I must learn the words -

Nothing ain't worth nothing but it's free
...

And I'd give all my tomorrows for a single yesterday
..

'Ooh

said a voice behind him that instantly made him think of very full, if very grubby, brassiere cups. 'Well, if it isn't the vicar singing.'

He did not turn round. The limp melted away. He fled.

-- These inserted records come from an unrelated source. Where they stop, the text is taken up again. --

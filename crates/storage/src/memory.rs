use chrono::{DateTime, Utc};
use rolodex_core::{Error, Person, Result, Session, User};
use std::sync::{Mutex, MutexGuard};
use std::time::Duration;
use tracing::debug;

use crate::credential::CredentialHasher;
use crate::database::{expect_one_removed, next_version, prepare_user, stale_version, Database};
use crate::session::new_session;

#[derive(Default)]
struct State {
    people: Vec<Person>,
    users: Vec<User>,
    sessions: Vec<Session>,
    last_person_id: i64,
    last_user_id: i64,
    closed: bool,
}

/// In-memory [`Database`] for tests and local experiments.
///
/// Records are kept in insertion (= id) order. Behaves like
/// [`crate::SqliteDatabase`] in every observable way except durability.
pub struct MemoryDatabase {
    state: Mutex<State>,
    hasher: CredentialHasher,
}

impl MemoryDatabase {
    pub fn new(hasher: CredentialHasher) -> Self {
        Self {
            state: Mutex::new(State::default()),
            hasher,
        }
    }

    fn lock(&self) -> Result<MutexGuard<'_, State>> {
        let state = self
            .state
            .lock()
            .map_err(|e| Error::StorageUnavailable(format!("Lock error: {}", e)))?;
        if state.closed {
            return Err(Error::StorageUnavailable("database is closed".to_string()));
        }
        Ok(state)
    }
}

fn login_taken(users: &[User], login: &str, except_id: i64) -> bool {
    users.iter().any(|u| u.login == login && u.id != except_id)
}

impl Database for MemoryDatabase {
    fn close(&self) -> Result<()> {
        let mut state = self
            .state
            .lock()
            .map_err(|e| Error::StorageUnavailable(format!("Lock error: {}", e)))?;
        state.closed = true;
        Ok(())
    }

    fn hasher(&self) -> &CredentialHasher {
        &self.hasher
    }

    fn insert_person(&self, mut person: Person) -> Result<Person> {
        person.validate()?;
        person.version = next_version("person", person.version)?;
        let mut state = self.lock()?;
        state.last_person_id += 1;
        person.id = state.last_person_id;
        state.people.push(person.clone());
        debug!(id = person.id, "Person inserted");
        Ok(person)
    }

    fn find_person(&self, id: i64) -> Result<Person> {
        let state = self.lock()?;
        state
            .people
            .iter()
            .find(|p| p.id == id)
            .cloned()
            .ok_or_else(|| Error::NotFound(format!("person {} not found", id)))
    }

    fn list_people(&self) -> Result<Vec<Person>> {
        Ok(self.lock()?.people.clone())
    }

    fn update_person(&self, mut person: Person) -> Result<Person> {
        person.validate()?;
        let what = format!("person {}", person.id);
        let version = next_version(&what, person.version)?;
        let mut state = self.lock()?;
        let slot = state
            .people
            .iter_mut()
            .find(|p| p.id == person.id && p.version == person.version)
            .ok_or_else(|| stale_version(&what, person.version))?;

        person.version = version;
        person.changed_at = Utc::now();
        // Creation time is not writable through an update.
        person.created_at = slot.created_at;
        *slot = person.clone();
        Ok(person)
    }

    fn delete_person(&self, id: i64) -> Result<()> {
        let mut state = self.lock()?;
        let before = state.people.len();
        state.people.retain(|p| p.id != id);
        expect_one_removed(before - state.people.len(), &format!("person {}", id))
    }

    fn fuzzy_find_people(&self, query: &str) -> Result<Vec<Person>> {
        let state = self.lock()?;
        Ok(state
            .people
            .iter()
            .filter(|p| p.matches_name(query))
            .cloned()
            .collect())
    }

    fn insert_user(&self, mut user: User) -> Result<User> {
        prepare_user(&self.hasher, &mut user)?;
        user.version = next_version("user", user.version)?;
        let mut state = self.lock()?;
        if login_taken(&state.users, &user.login, 0) {
            return Err(Error::Conflict(format!("user {}: login already exists", user.login)));
        }
        state.last_user_id += 1;
        user.id = state.last_user_id;
        state.users.push(user.clone());
        debug!(id = user.id, login = %user.login, "User inserted");
        Ok(user)
    }

    fn find_user(&self, id: i64) -> Result<User> {
        let state = self.lock()?;
        state
            .users
            .iter()
            .find(|u| u.id == id)
            .cloned()
            .ok_or_else(|| Error::NotFound(format!("user {} not found", id)))
    }

    fn find_user_by_login(&self, login: &str) -> Result<User> {
        let state = self.lock()?;
        state
            .users
            .iter()
            .find(|u| u.login == login)
            .cloned()
            .ok_or_else(|| Error::NotFound(format!("user {} not found", login)))
    }

    fn list_users(&self) -> Result<Vec<User>> {
        Ok(self.lock()?.users.clone())
    }

    fn update_user(&self, mut user: User) -> Result<User> {
        prepare_user(&self.hasher, &mut user)?;
        let what = format!("user {}", user.id);
        let version = next_version(&what, user.version)?;
        let mut state = self.lock()?;
        if !state.users.iter().any(|u| u.id == user.id && u.version == user.version) {
            return Err(stale_version(&what, user.version));
        }
        if login_taken(&state.users, &user.login, user.id) {
            return Err(Error::Conflict(format!("user {}: login already exists", user.login)));
        }

        user.version = version;
        user.changed_at = Utc::now();
        if let Some(slot) = state.users.iter_mut().find(|u| u.id == user.id) {
            user.created_at = slot.created_at;
            *slot = user.clone();
        }
        Ok(user)
    }

    fn delete_user(&self, id: i64) -> Result<()> {
        let mut state = self.lock()?;
        let before = state.users.len();
        state.users.retain(|u| u.id != id);
        expect_one_removed(before - state.users.len(), &format!("user {}", id))
    }

    fn issue_session(&self, login: &str, ttl: Duration) -> Result<Session> {
        let session = new_session(login, ttl, Utc::now())?;
        let mut state = self.lock()?;
        if state.sessions.iter().any(|s| s.token == session.token) {
            return Err(Error::Conflict("session token already exists".to_string()));
        }
        state.sessions.push(session.clone());
        debug!(user = %session.user, valid_until = %session.valid_until, "Session issued");
        Ok(session)
    }

    fn find_session(&self, token: &str) -> Result<Session> {
        let state = self.lock()?;
        state
            .sessions
            .iter()
            .find(|s| s.token == token)
            .cloned()
            .ok_or_else(|| Error::NotFound("session not found".to_string()))
    }

    fn invalidate(&self, session: &Session) -> Result<()> {
        let mut state = self.lock()?;
        let before = state.sessions.len();
        state.sessions.retain(|s| s.token != session.token);
        expect_one_removed(before - state.sessions.len(), "session")
    }

    fn expire_sessions(&self, now: DateTime<Utc>) -> Result<usize> {
        let mut state = self.lock()?;
        let before = state.sessions.len();
        state.sessions.retain(|s| !s.is_expired(now));
        Ok(before - state.sessions.len())
    }
}

#[cfg(test)]
mod tests {
    use super::*;

    #[test]
    fn test_ids_are_not_reused() {
        let db = MemoryDatabase::new(CredentialHasher::weak());
        let a = db.insert_person(Person::new("A")).unwrap();
        db.delete_person(a.id).unwrap();
        let b = db.insert_person(Person::new("B")).unwrap();
        assert!(b.id > a.id);
    }

    #[test]
    fn test_closed_database_unavailable() {
        let db = MemoryDatabase::new(CredentialHasher::weak());
        db.close().unwrap();
        db.close().unwrap();
        assert!(matches!(db.list_users(), Err(Error::StorageUnavailable(_))));
        assert!(matches!(
            db.issue_session("user", Duration::from_secs(1)),
            Err(Error::StorageUnavailable(_))
        ));
    }
}
use rolodex_core::User;
use rolodex_storage::Database;

use super::Context;

pub async fn add(ctx: &Context, login: &str, password: &str, admin: bool) -> anyhow::Result<()> {
    let db = ctx.open_database(true).await?;

    let mut user = User::new(login, password);
    user.admin = admin;
    let stored = tokio::task::spawn_blocking(move || {
        let result = db.insert_user(user);
        db.close()?;
        result
    })
    .await??;

    println!("✓ Created user {} (id {}{})", stored.login, stored.id, if stored.admin { ", admin" } else { "" });
    Ok(())
}

pub async fn list(ctx: &Context) -> anyhow::Result<()> {
    let db = ctx.open_database(false).await?;
    let users = tokio::task::spawn_blocking(move || {
        let result = db.list_users();
        db.close()?;
        result
    })
    .await??;

    if users.is_empty() {
        println!("No users. Create one with: rolodex user add <login> --password <pw>");
        return Ok(());
    }

    println!("{:<6} {:<24} {:<6} {:<8} {}", "ID", "LOGIN", "ADMIN", "VERSION", "CHANGED");
    for u in users {
        println!(
            "{:<6} {:<24} {:<6} {:<8} {}",
            u.id,
            u.login,
            if u.admin { "yes" } else { "no" },
            u.version,
            u.changed_at.format("%Y-%m-%d %H:%M:%S")
        );
    }
    Ok(())
}
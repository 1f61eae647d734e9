pub mod config;
pub mod error;
pub mod paths;
pub mod person;
pub mod session;
pub mod time;
pub mod user;

pub use config::Config;
pub use error::{Error, ErrorKind, Result};
pub use paths::Paths;
pub use person::{Person, PhoneNumber, PhoneNumbers};
pub use session::Session;
pub use user::User;
use std::cell::Cell;
use std::f32::consts::SQRT_2;

use horizon_core::{NEIGHBOR_OFFSETS, OpenSky};
use horizon_terrain::SampledTerrain;

use super::*;

fn settings(cells: usize, algorithm: SearchAlgorithm, smooth: bool) -> NavSettings {
    let extent = (cells - 1) as f32;
    NavSettings {
        cell_size: 1.0,
        extent_x: extent,
        extent_z: extent,
        algorithm,
        smooth_paths: smooth,
        ..NavSettings::from_config(&Config::default())
    }
}

fn pathfinder_on(terrain: &SampledTerrain, settings: NavSettings) -> Pathfinder {
    let mut pf = Pathfinder::with_settings(settings, BiomeCostTable::default(), EventBus::new());
    pf.generate(terrain, &OpenSky);
    pf
}

fn p(x: f32, z: f32) -> Vec3 {
    Vec3::new(x, 0.0, z)
}

/// Counts sweep queries so tests can tell whether smoothing ran.
#[derive(Default)]
struct CountingProbe {
    sweeps: Cell<usize>,
}

impl ObstructionProbe for CountingProbe {
    fn is_obstructed_above(&self, _point: Vec3, _clearance: f32) -> bool {
        false
    }

    fn is_sweep_obstructed(&self, _from: Vec3, _to: Vec3, _radius: f32) -> bool {
        self.sweeps.set(self.sweeps.get() + 1);
        false
    }
}

#[test]
fn test_open_grid_diagonal_scenario() {
    let terrain = SampledTerrain::flat(5, 5, 1.0, 0.0);
    let mut pf = pathfinder_on(&terrain, settings(5, SearchAlgorithm::AStar, false));

    let path = pf.calculate_path(p(0.0, 0.0), p(4.0, 4.0), &OpenSky).unwrap();

    assert_eq!(path.len(), 5);
    assert!((path.cost - 4.0 * SQRT_2).abs() < 1e-4);
    for (i, w) in path.waypoints.iter().enumerate() {
        assert_eq!(*w, p(i as f32, i as f32));
    }
}

#[test]
fn test_a_star_and_dijkstra_agree_on_uniform_grid() {
    let terrain = SampledTerrain::flat(12, 12, 1.0, 0.0);
    let mut astar = pathfinder_on(&terrain, settings(12, SearchAlgorithm::AStar, false));
    let mut dijkstra = pathfinder_on(&terrain, settings(12, SearchAlgorithm::Dijkstra, false));

    for (a, b) in [(p(0.0, 0.0), p(11.0, 5.0)), (p(3.0, 9.0), p(10.0, 1.0))] {
        let x = astar.calculate_path(a, b, &OpenSky).unwrap();
        let y = dijkstra.calculate_path(a, b, &OpenSky).unwrap();
        assert!((x.cost - y.cost).abs() < 1e-4);
        assert_eq!(x.start(), y.start());
        assert_eq!(x.goal(), y.goal());
    }
}

#[test]
fn test_walled_goal_has_no_path() {
    let mut terrain = SampledTerrain::flat(9, 9, 1.0, 0.0);
    for (dx, dz) in NEIGHBOR_OFFSETS {
        terrain.set_navigable((4 + dx) as usize, (4 + dz) as usize, false);
    }
    for algorithm in [SearchAlgorithm::AStar, SearchAlgorithm::Dijkstra] {
        let mut pf = pathfinder_on(&terrain, settings(9, algorithm, true));
        assert_eq!(
            pf.calculate_path(p(0.0, 0.0), p(4.0, 4.0), &OpenSky),
            Err(PathFailure::Unreachable)
        );
    }
}

#[test]
fn test_repeated_query_hits_cache() {
    let terrain = SampledTerrain::flat(10, 10, 1.0, 0.0);
    let mut pf = pathfinder_on(&terrain, settings(10, SearchAlgorithm::AStar, true));
    let probe = CountingProbe::default();

    let first = pf.calculate_path(p(0.0, 0.0), p(9.0, 4.0), &probe).unwrap();
    let sweeps = probe.sweeps.get();
    // Same cells, slightly different world positions.
    let second = pf.calculate_path(p(0.2, 0.1), p(8.9, 4.3), &probe).unwrap();

    assert_eq!(first.waypoints, second.waypoints);
    assert_eq!(pf.search_count(), 1);
    assert_eq!(probe.sweeps.get(), sweeps);
    assert_eq!(pf.cache_len(), 1);
}

#[test]
fn test_full_cache_stops_storing() {
    let terrain = SampledTerrain::flat(6, 6, 1.0, 0.0);
    let mut s = settings(6, SearchAlgorithm::AStar, false);
    s.path_cache_capacity = 1;
    let mut pf = pathfinder_on(&terrain, s);

    pf.calculate_path(p(0.0, 0.0), p(5.0, 5.0), &OpenSky).unwrap();
    pf.calculate_path(p(0.0, 5.0), p(5.0, 0.0), &OpenSky).unwrap();
    pf.calculate_path(p(0.0, 5.0), p(5.0, 0.0), &OpenSky).unwrap();

    assert_eq!(pf.cache_len(), 1);
    assert_eq!(pf.search_count(), 3);
}

#[test]
fn test_cache_key_distinguishes_direction() {
    let terrain = SampledTerrain::flat(6, 6, 1.0, 0.0);
    let mut pf = pathfinder_on(&terrain, settings(6, SearchAlgorithm::AStar, false));
    let there = pf.calculate_path(p(0.0, 0.0), p(5.0, 2.0), &OpenSky).unwrap();
    let back = pf.calculate_path(p(5.0, 2.0), p(0.0, 0.0), &OpenSky).unwrap();
    assert_eq!(pf.search_count(), 2);
    assert_eq!(there.start(), back.goal());
}

#[test]
fn test_smoothing_preserves_endpoints() {
    let mut terrain = SampledTerrain::flat(10, 10, 1.0, 0.0);
    for z in 0..8 {
        terrain.set_navigable(5, z, false);
    }
    let mut raw_pf = pathfinder_on(&terrain, settings(10, SearchAlgorithm::AStar, false));
    let mut smooth_pf = pathfinder_on(&terrain, settings(10, SearchAlgorithm::AStar, true));

    let raw = raw_pf.calculate_path(p(1.0, 1.0), p(8.0, 1.0), &OpenSky).unwrap();
    let smooth = smooth_pf.calculate_path(p(1.0, 1.0), p(8.0, 1.0), &OpenSky).unwrap();

    assert_eq!(raw.start(), smooth.start());
    assert_eq!(raw.goal(), smooth.goal());
    assert!(smooth.len() <= raw.len());
    assert!(smooth.len() >= 3, "the wall forces at least one turn");
}

#[test]
fn test_out_of_bounds_endpoint() {
    let terrain = SampledTerrain::flat(5, 5, 1.0, 0.0);
    let mut pf = pathfinder_on(&terrain, settings(5, SearchAlgorithm::AStar, false));
    assert_eq!(
        pf.calculate_path(p(0.0, 0.0), p(40.0, 2.0), &OpenSky),
        Err(PathFailure::OutOfBounds)
    );
    assert_eq!(
        pf.calculate_path(p(-3.0, 0.0), p(2.0, 2.0), &OpenSky),
        Err(PathFailure::OutOfBounds)
    );
    assert_eq!(pf.search_count(), 0);
}

#[test]
fn test_non_navigable_endpoints() {
    let mut terrain = SampledTerrain::flat(5, 5, 1.0, 0.0);
    terrain.set_navigable(0, 0, false);
    terrain.set_navigable(4, 4, false);
    let mut pf = pathfinder_on(&terrain, settings(5, SearchAlgorithm::AStar, false));
    assert_eq!(
        pf.calculate_path(p(0.0, 0.0), p(2.0, 2.0), &OpenSky),
        Err(PathFailure::StartNotNavigable)
    );
    assert_eq!(
        pf.calculate_path(p(2.0, 2.0), p(4.0, 4.0), &OpenSky),
        Err(PathFailure::GoalNotNavigable)
    );
}

#[test]
fn test_ungenerated_grid_fails() {
    let mut pf = Pathfinder::with_settings(
        settings(5, SearchAlgorithm::AStar, false),
        BiomeCostTable::default(),
        EventBus::new(),
    );
    assert_eq!(
        pf.calculate_path(p(0.0, 0.0), p(1.0, 1.0), &OpenSky),
        Err(PathFailure::GridNotGenerated)
    );
}

#[test]
fn test_search_bound_is_reported_separately() {
    let terrain = SampledTerrain::flat(30, 30, 1.0, 0.0);
    let mut s = settings(30, SearchAlgorithm::AStar, false);
    s.max_open_set = 3;
    let mut pf = pathfinder_on(&terrain, s);
    assert_eq!(
        pf.calculate_path(p(0.0, 0.0), p(29.0, 29.0), &OpenSky),
        Err(PathFailure::SearchBoundExceeded)
    );
    // Nothing cached on failure.
    assert_eq!(pf.cache_len(), 0);
}

#[test]
fn test_path_events_published() {
    let terrain = SampledTerrain::flat(5, 5, 1.0, 0.0);
    let events = EventBus::new();
    let rx = events.subscribe();
    let mut pf = Pathfinder::with_settings(
        settings(5, SearchAlgorithm::AStar, false),
        BiomeCostTable::default(),
        events,
    );
    pf.generate(&terrain, &OpenSky);

    pf.calculate_path(p(0.0, 0.0), p(2.0, 0.0), &OpenSky).unwrap();
    let _ = pf.calculate_path(p(0.0, 0.0), p(50.0, 0.0), &OpenSky);

    let received: Vec<WorldEvent> = rx.try_iter().collect();
    assert_eq!(
        received,
        vec![
            WorldEvent::PathCalculated(vec![p(0.0, 0.0), p(1.0, 0.0), p(2.0, 0.0)]),
            WorldEvent::PathCalculated(Vec::new()),
        ]
    );
}

#[test]
fn test_ungenerated_terrain_builds_degraded_grid() {
    let terrain = SampledTerrain::flat(5, 5, 1.0, 0.0).with_generated(false);
    let pf = pathfinder_on(&terrain, settings(5, SearchAlgorithm::AStar, false));
    assert!(pf.grid().is_degraded());
    assert!(!pf.grid().is_walkable(GridCoord::new(0, 0)));
    assert!(pf.grid().is_walkable(GridCoord::new(2, 2)));
}

#[test]
fn test_regeneration_clears_cache() {
    let terrain = SampledTerrain::flat(6, 6, 1.0, 0.0);
    let mut pf = pathfinder_on(&terrain, settings(6, SearchAlgorithm::AStar, false));
    pf.calculate_path(p(0.0, 0.0), p(5.0, 5.0), &OpenSky).unwrap();
    assert_eq!(pf.cache_len(), 1);

    pf.generate(&terrain, &OpenSky);
    assert_eq!(pf.cache_len(), 0);
    pf.calculate_path(p(0.0, 0.0), p(5.0, 5.0), &OpenSky).unwrap();
    assert_eq!(pf.search_count(), 2);
}

#[test]
fn test_biome_cost_raises_path_cost() {
    let mut terrain = SampledTerrain::flat(5, 1, 1.0, 0.0);
    terrain.set_biome(2, 0, horizon_terrain::BiomeId::RUGGED);
    let mut s = settings(5, SearchAlgorithm::Dijkstra, false);
    s.extent_z = 0.0;
    let mut pf = pathfinder_on(&terrain, s);
    let path = pf.calculate_path(p(0.0, 0.0), p(4.0, 0.0), &OpenSky).unwrap();
    // 1 + 3 + 1 + 1
    assert!((path.cost - 6.0).abs() < 1e-5);
}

Puffing, he entered the church, hoping it would remove the lingering sense of that warm and unwashed skin. Inside it was still and quiet and empty. Too empty. He must set about changing that. He blinked away the muddled image of a Madonna and a milky breast from his mind and crossed himself. He conjured up the face of St Hilary's benefactress instead. He hoped Dr Tichborne would join them today for tea. He was always friendly and supportive, with his encouraging little smiles and his pats on the hand. Otherwise it would be hard going. Mrs Tichborne was set on spending a lot of money on a vast memorial tablet to her father, Sir Peter Devereux, and it was the Reverend Crispin Archer's job to get that money spent on something more urgent, more temporal. Like refurbishing the church hall and some heating that worked. Not for himself -
he
did not mind suffering for his witness - but he could hardly persuade his parishioners that turning blue with cold was useful. If God had sent them the potential for central heating, then they were obliged to use it. And in a church hall they could have playgroups, Sunday schools, quiz nights, youth clubs - and he could play the guitar. Though quite how he was going to persuade Mrs Dorothea Tichborne to drop the ancestral marble and pay for a range of requirements including a pool table instead was beyond him. Despite the fact that the memorial tablet to Sir Peter (RIP
1988)
was highly questionable, since his great moment of glory was to stand up in the House of Lords and declare that one could not make an omelette without breaking eggs in response to a reminder that his family money came from a rollicking slave trade in Bristol.